A wandering seer is found dead on the roadside, her eyes turned to crystal. Each tear she shed has hardened into translucent stones that whisper faintly when held. The local ruler hires the adventurers to bring these stones to his court for study, but those who listen too long begin to see flickering images of their own deaths.

The Burning Mirror

A traveling fair boasts a mirror said to show one’s true fate. When several visitors vanish after gazing into it, the adventurers are hired to find the trick behind the spectacle. The mirror, however, is no trick, it belonged to a seer long ago, and it reflects not the future, but the moment before destiny collapses.

The Prophet’s War

Two rival prophets claim opposing visions of an upcoming war, one foresees victory, the other ruin.
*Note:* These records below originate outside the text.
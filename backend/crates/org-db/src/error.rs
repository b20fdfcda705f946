use org_core::StoreError;

use std::panic::Location;

use error_location::ErrorLocation;
use thiserror::Error;

#[derive(Error, Debug)]
pub enum DbError {
    #[error("SQLx error: {source} {location}")]
    Sqlx {
        source: sqlx::Error,
        location: ErrorLocation,
    },

    #[error("Migration error: {message} {location}")]
    Migration {
        message: String,
        location: ErrorLocation,
    },

    #[error("Database initialization failed: {message} {location}")]
    Initialization {
        message: String,
        location: ErrorLocation,
    },

    #[error("Invalid row in {table}: {message} {location}")]
    InvalidRow {
        table: &'static str,
        message: String,
        location: ErrorLocation,
    },
}

impl DbError {
    #[track_caller]
    pub fn invalid_row<S: Into<String>>(table: &'static str, message: S) -> Self {
        Self::InvalidRow {
            table,
            message: message.into(),
            location: ErrorLocation::from(Location::caller()),
        }
    }
}

impl From<sqlx::Error> for DbError {
    #[track_caller]
    fn from(source: sqlx::Error) -> Self {
        Self::Sqlx {
            source,
            location: ErrorLocation::from(Location::caller()),
        }
    }
}

impl From<DbError> for StoreError {
    #[track_caller]
    fn from(error: DbError) -> Self {
        let message = error.to_string();
        match error {
            DbError::InvalidRow { .. } => StoreError::corrupt(message),
            _ => StoreError::unavailable(message),
        }
    }
}

pub type Result<T> = std::result::Result<T, DbError>;
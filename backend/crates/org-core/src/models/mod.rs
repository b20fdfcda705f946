pub mod actor;
pub mod assign_outcome;
pub mod assignment_check;
pub mod bulk_assign_outcome;
pub mod bulk_remove_outcome;
pub mod chain_entry;
pub mod node;
pub mod node_role;
pub mod subtree_stats;
pub mod team_member;
pub mod tree_node;
pub mod work_item_counts;
mod app;
mod cli;

use org_core::{
    EngineOptions, HierarchyService, InMemoryNodeStore, InMemoryWorkItemSource, Node, NodeRole,
};

use std::sync::Arc;

use uuid::Uuid;

pub(crate) type MemoryService = HierarchyService<InMemoryNodeStore, InMemoryWorkItemSource>;

/// admin (root) -> lead -> report; outsider stands alone
pub(crate) struct Org {
    pub admin: Node,
    pub lead: Node,
    pub report: Node,
    pub outsider: Node,
}

fn node(name: &str, role: NodeRole, parent_id: Option<Uuid>) -> Node {
    let mut node = Node::new(
        name.to_string(),
        format!("{}@example.com", name.to_lowercase()),
        role,
    );
    node.parent_id = parent_id;
    node
}

pub(crate) fn org_service() -> (Org, MemoryService) {
    let admin = node("Admin", NodeRole::Admin, None);
    let lead = node("Lead", NodeRole::Manager, Some(admin.id));
    let report = node("Report", NodeRole::Agent, Some(lead.id));
    let outsider = node("Outsider", NodeRole::User, None);

    let store = InMemoryNodeStore::with_nodes([
        admin.clone(),
        lead.clone(),
        report.clone(),
        outsider.clone(),
    ]);
    let service = HierarchyService::new(
        Arc::new(store),
        Arc::new(InMemoryWorkItemSource::new()),
        EngineOptions::default(),
    );

    (
        Org {
            admin,
            lead,
            report,
            outsider,
        },
        service,
    )
}
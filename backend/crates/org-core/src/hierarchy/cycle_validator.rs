use crate::hierarchy::{node_index::NodeIndex, tree_builder::TreeBuilder};
use crate::{HierarchyError, HierarchyResult};

use std::panic::Location;

use error_location::ErrorLocation;
use uuid::Uuid;

/// Decides whether `node_id` may report to `candidate_parent_id`.
///
/// The candidate must not be the node itself or anything currently below
/// it; the check computes the node's full descendant set and tests
/// membership. Read-only.
pub struct CycleValidator<'a> {
    index: &'a NodeIndex<'a>,
}

impl<'a> CycleValidator<'a> {
    pub fn new(index: &'a NodeIndex<'a>) -> Self {
        Self { index }
    }

    pub fn validate(&self, node_id: Uuid, candidate_parent_id: Uuid) -> HierarchyResult<()> {
        if node_id == candidate_parent_id {
            return Err(HierarchyError::SelfReference {
                node_id,
                location: ErrorLocation::from(Location::caller()),
            });
        }

        if !self.index.contains(node_id) {
            return Err(HierarchyError::NodeNotFound {
                node_id,
                location: ErrorLocation::from(Location::caller()),
            });
        }

        if !self.index.contains(candidate_parent_id) {
            return Err(HierarchyError::ParentNotFound {
                parent_id: candidate_parent_id,
                location: ErrorLocation::from(Location::caller()),
            });
        }

        let descendants = TreeBuilder::new(self.index).descendant_ids(node_id)?;
        if descendants.contains(&candidate_parent_id) {
            return Err(HierarchyError::CycleDetected {
                node_id,
                candidate_parent_id,
                location: ErrorLocation::from(Location::caller()),
            });
        }

        Ok(())
    }
}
Their followers have begun to clash in the streets, each certain they are enacting divine will. The adventurers must uncover the truth, but both prophecies might be right, and preventing one could guarantee the other.

The Child of Dreams

A newborn speaks in riddles and verses far beyond mortal understanding. The town midwife swears she saw stars reflected in the child’s eyes. A nearby temple demands the baby be taken to them "for safety." The adventurers are asked to escort the family, but the infant’s visions grow stronger with each night’s sleep, and something unseen listens when it speaks.

The Red Veil

A seer famed for her accuracy suddenly begins making false predictions, harmless at first, then disastrous. Crops fail, bridges collapse, kings act on bad omens. When the adventurers investigate, they find her terrified, insisting that something has stolen her sight and is speaking through her mouth instead.

The Tower of Sand

In the heart of a desert, a tower of sand rises and falls with each sunrise. Locals say it is shaped by the dreams of a seer buried beneath it. When the adventurers arrive, the sand begins to whisper their names, promising answers to questions they have not yet asked.

The Seer’s Debt

A dying ruler summons the adventurers to find a seer who saved his life decades ago. He owes her a promise, and she has returned to collect. The payment, however, is not gold or blood, but a truth the seer once saw in his eyes, a truth that could end his reign.